ACTION ITEM => Could you return each line below without altering a word?

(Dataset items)
· · ·

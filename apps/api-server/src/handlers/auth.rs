//! Authentication handlers.

use actix_web::{HttpResponse, web};
use std::sync::Arc;

use almanac_core::error::DomainError;
use almanac_core::ports::{BaseRepository, PasswordService, TokenService};
use almanac_shared::dto::{AuthResponse, LoginRequest};

use super::user::user_response;
use crate::middleware::auth::Identity;
use crate::middleware::error::{AppError, AppResult};
use crate::state::AppState;

/// POST /api/auth/login
pub async fn login(
    state: web::Data<AppState>,
    token_service: web::Data<Arc<dyn TokenService>>,
    password_service: web::Data<Arc<dyn PasswordService>>,
    body: web::Json<LoginRequest>,
) -> AppResult<HttpResponse> {
    let req = body.into_inner();

    let user = state
        .users
        .find_by_login(&req.login)
        .await?
        .ok_or(AppError::Unauthorized)?;

    let valid = password_service
        .verify(&req.password, &user.password_hash)
        .map_err(|e| AppError::Internal(e.to_string()))?;

    if !valid {
        tracing::info!(login = %req.login, "Rejected login attempt");
        return Err(AppError::Unauthorized);
    }

    let token = token_service
        .generate_token(user.id, &user.login, user.roles.clone())
        .map_err(|e| AppError::Internal(e.to_string()))?;

    Ok(HttpResponse::Ok().json(AuthResponse {
        access_token: token,
        token_type: "Bearer".to_string(),
        expires_in: token_service.expiration_seconds().max(0) as u64,
    }))
}

/// GET /api/auth/me
pub async fn me(state: web::Data<AppState>, identity: Identity) -> AppResult<HttpResponse> {
    let user = state
        .users
        .find_by_id(identity.user_id)
        .await?
        .ok_or(DomainError::NotFound {
            entity_type: "User",
            id: identity.user_id,
        })?;

    Ok(HttpResponse::Ok().json(user_response(user)))
}
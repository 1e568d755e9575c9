//! Health check endpoint.

use actix_web::{HttpResponse, web};
use serde::Serialize;

use crate::state::AppState;

#[derive(Serialize)]
pub struct HealthResponse {
    pub status: &'static str,
    pub version: &'static str,
    pub database: &'static str,
    pub timestamp: String,
}

/// GET /api/health
pub async fn health_check(state: web::Data<AppState>) -> HttpResponse {
    let database = database_status(&state).await;

    let response = HealthResponse {
        status: if database == "down" { "degraded" } else { "ok" },
        version: env!("CARGO_PKG_VERSION"),
        database,
        timestamp: chrono::Utc::now().to_rfc3339(),
    };

    HttpResponse::Ok().json(response)
}

#[cfg(feature = "postgres")]
async fn database_status(state: &AppState) -> &'static str {
    match &state.db {
        Some(db) => match db.ping().await {
            Ok(()) => "up",
            Err(e) => {
                tracing::warn!(error = %e, "Database ping failed");
                "down"
            }
        },
        None => "in-memory",
    }
}

#[cfg(not(feature = "postgres"))]
async fn database_status(_state: &AppState) -> &'static str {
    "in-memory"
}

#[cfg(test)]
mod tests {
    use std::sync::Arc;

    use actix_web::test;

    use crate::handlers::test_support::{StubWeatherApi, test_app, test_state};

    #[actix_web::test]
    async fn test_health_without_database() {
        let app = test::init_service(test_app(test_state(Arc::new(StubWeatherApi::default())))).await;

        let req = test::TestRequest::get().uri("/api/health").to_request();
        let body: serde_json::Value = test::call_and_read_body_json(&app, req).await;

        assert_eq!(body["status"], "ok");
        assert_eq!(body["database"], "in-memory");
    }
}
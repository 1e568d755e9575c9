//! Domain-level error types.

use thiserror::Error;

/// Domain errors - business logic failures.
#[derive(Debug, Error)]
pub enum DomainError {
    #[error("Entity not found: {entity_type} with id {id}")]
    NotFound { entity_type: &'static str, id: i32 },

    #[error("Validation failed: {0}")]
    Validation(String),

    #[error("Duplicate entity: {0}")]
    Duplicate(String),

    #[error("Unauthorized access")]
    Unauthorized,

    #[error("Upstream service failed: {0}")]
    Upstream(String),

    #[error("Internal error: {0}")]
    Internal(String),
}

/// Repository-level errors.
#[derive(Debug, Error)]
pub enum RepoError {
    #[error("Database connection failed: {0}")]
    Connection(String),

    #[error("Query execution failed: {0}")]
    Query(String),

    #[error("Entity not found")]
    NotFound,

    #[error("Constraint violation: {0}")]
    Constraint(String),
}

impl From<RepoError> for DomainError {
    fn from(err: RepoError) -> Self {
        match err {
            RepoError::Constraint(msg) => DomainError::Duplicate(msg),
            other => DomainError::Internal(other.to_string()),
        }
    }
}
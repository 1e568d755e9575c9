//! Advice entity for SeaORM.

use sea_orm::entity::prelude::*;

#[derive(Clone, Debug, PartialEq, Eq, DeriveEntityModel)]
#[sea_orm(table_name = "advices")]
pub struct Model {
    #[sea_orm(primary_key)]
    pub id: i32,
    #[sea_orm(column_type = "Text")]
    pub detail: String,
}

#[derive(Copy, Clone, Debug, EnumIter, DeriveRelation)]
pub enum Relation {
    #[sea_orm(has_many = "super::advice_month::Entity")]
    AdviceMonth,
}

impl Related<super::advice_month::Entity> for Entity {
    fn to() -> RelationDef {
        Relation::AdviceMonth.def()
    }
}

impl Related<super::month::Entity> for Entity {
    fn to() -> RelationDef {
        super::advice_month::Relation::Month.def()
    }

    fn via() -> Option<RelationDef> {
        Some(super::advice_month::Relation::Advice.def().rev())
    }
}

impl ActiveModelBehavior for ActiveModel {}
//! Migration CLI tool.

use sea_orm_migration::prelude::*;

#[tokio::main]
async fn main() {
    dotenvy::dotenv().ok();

    tracing_subscriber::fmt().with_env_filter("info").init();

    cli::run_cli(migration::Migrator).await;
}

· · ·

WORKED SOLUTION =>
filename apps/api-server/src/handlers/auth.rs
//! Authentication handlers.

use actix_web::{HttpResponse, web};
use std::sync::Arc;

use almanac_core::error::DomainError;
use almanac_core::ports::{BaseRepository, PasswordService, TokenService};
use almanac_shared::dto::{AuthResponse, LoginRequest};

use super::user::user_response;
use crate::middleware::auth::Identity;
use crate::middleware::error::{AppError, AppResult};
use crate::state::AppState;

/// POST /api/auth/login
pub async fn login(
    state: web::Data<AppState>,
    token_service: web::Data<Arc<dyn TokenService>>,
    password_service: web::Data<Arc<dyn PasswordService>>,
    body: web::Json<LoginRequest>,
) -> AppResult<HttpResponse> {
    let req = body.into_inner();

    let user = state
        .users
        .find_by_login(&req.login)
        .await?
        .ok_or(AppError::Unauthorized)?;

    let valid = password_service
        .verify(&req.password, &user.password_hash)
        .map_err(|e| AppError::Internal(e.to_string()))?;

    if !valid {
        tracing::info!(login = %req.login, "Rejected login attempt");
        return Err(AppError::Unauthorized);
    }

    let token = token_service
        .generate_token(user.id, &user.login, user.roles.clone())
        .map_err(|e| AppError::Internal(e.to_string()))?;

    Ok(HttpResponse::Ok().json(AuthResponse {
        access_token: token,
        token_type: "Bearer".to_string(),
        expires_in: token_service.expiration_seconds().max(0) as u64,
    }))
}

/// GET /api/auth/me
pub async fn me(state: web::Data<AppState>, identity: Identity) -> AppResult<HttpResponse> {
    let user = state
        .users
        .find_by_id(identity.user_id)
        .await?
        .ok_or(DomainError::NotFound {
            entity_type: "User",
            id: identity.user_id,
        })?;

    Ok(HttpResponse::Ok().json(user_response(user)))
}
repository 1e568d755e9575c9
//! Health check endpoint.

use actix_web::{HttpResponse, web};
use serde::Serialize;

use crate::state::AppState;

#[derive(Serialize)]
pub struct HealthResponse {
    pub status: &'static str,
    pub version: &'static str,
    pub database: &'static str,
    pub timestamp: String,
}

/// GET /api/health
pub async fn health_check(state: web::Data<AppState>) -> HttpResponse {
    let database = database_status(&state).await;

    let response = HealthResponse {
        status: if database == "down" { "degraded" } else { "ok" },
        version: env!("CARGO_PKG_VERSION"),
        database,
        timestamp: chrono::Utc::now().to_rfc3339(),
    };

    HttpResponse::Ok().json(response)
}

#[cfg(feature = "postgres")]
async fn database_status(state: &AppState) -> &'static str {
    match &state.db {
        Some(db) => match db.ping().await {
            Ok(()) => "up",
            Err(e) => {
                tracing::warn!(error = %e, "Database ping failed");
                "down"
            }
        },
        None => "in-memory",
    }
}

#[cfg(not(feature = "postgres"))]
async fn database_status(_state: &AppState) -> &'static str {
    "in-memory"
}

#[cfg(test)]
mod tests {
    use std::sync::Arc;

    use actix_web::test;

    use crate::handlers::test_support::{StubWeatherApi, test_app, test_state};

    #[actix_web::test]
    async fn test_health_without_database() {
        let app = test::init_service(test_app(test_state(Arc::new(StubWeatherApi::default())))).await;

        let req = test::TestRequest::get().uri("/api/health").to_request();
        let body: serde_json::Value = test::call_and_read_body_json(&app, req).await;

        assert_eq!(body["status"], "ok");
        assert_eq!(body["database"], "in-memory");
    }
}
repository 1e568d755e9575c9
//! Domain-level error types.

use thiserror::Error;

/// Domain errors - business logic failures.
#[derive(Debug, Error)]
pub enum DomainError {
    #[error("Entity not found: {entity_type} with id {id}")]
    NotFound { entity_type: &'static str, id: i32 },

    #[error("Validation failed: {0}")]
    Validation(String),

    #[error("Duplicate entity: {0}")]
    Duplicate(String),

    #[error("Unauthorized access")]
    Unauthorized,

    #[error("Upstream service failed: {0}")]
    Upstream(String),

    #[error("Internal error: {0}")]
    Internal(String),
}

/// Repository-level errors.
#[derive(Debug, Error)]
pub enum RepoError {
    #[error("Database connection failed: {0}")]
    Connection(String),

    #[error("Query execution failed: {0}")]
    Query(String),

    #[error("Entity not found")]
    NotFound,

    #[error("Constraint violation: {0}")]
    Constraint(String),
}

impl From<RepoError> for DomainError {
    fn from(err: RepoError) -> Self {
        match err {
            RepoError::Constraint(msg) => DomainError::Duplicate(msg),
            other => DomainError::Internal(other.to_string()),
        }
    }
}
repository 1e568d755e9575c9
//! Advice entity for SeaORM.

use sea_orm::entity::prelude::*;

#[derive(Clone, Debug, PartialEq, Eq, DeriveEntityModel)]
#[sea_orm(table_name = "advices")]
pub struct Model {
    #[sea_orm(primary_key)]
    pub id: i32,
    #[sea_orm(column_type = "Text")]
    pub detail: String,
}

#[derive(Copy, Clone, Debug, EnumIter, DeriveRelation)]
pub enum Relation {
    #[sea_orm(has_many = "super::advice_month::Entity")]
    AdviceMonth,
}

impl Related<super::advice_month::Entity> for Entity {
    fn to() -> RelationDef {
        Relation::AdviceMonth.def()
    }
}

impl Related<super::month::Entity> for Entity {
    fn to() -> RelationDef {
        super::advice_month::Relation::Month.def()
    }

    fn via() -> Option<RelationDef> {
        Some(super::advice_month::Relation::Advice.def().rev())
    }
}

impl ActiveModelBehavior for ActiveModel {}
//! Migration CLI tool.

use sea_orm_migration::prelude::*;

#[tokio::main]
async fn main() {
    dotenvy::dotenv().ok();

    tracing_subscriber::fmt().with_env_filter("info").init();

    cli::run_cli(migration::Migrator).await;
}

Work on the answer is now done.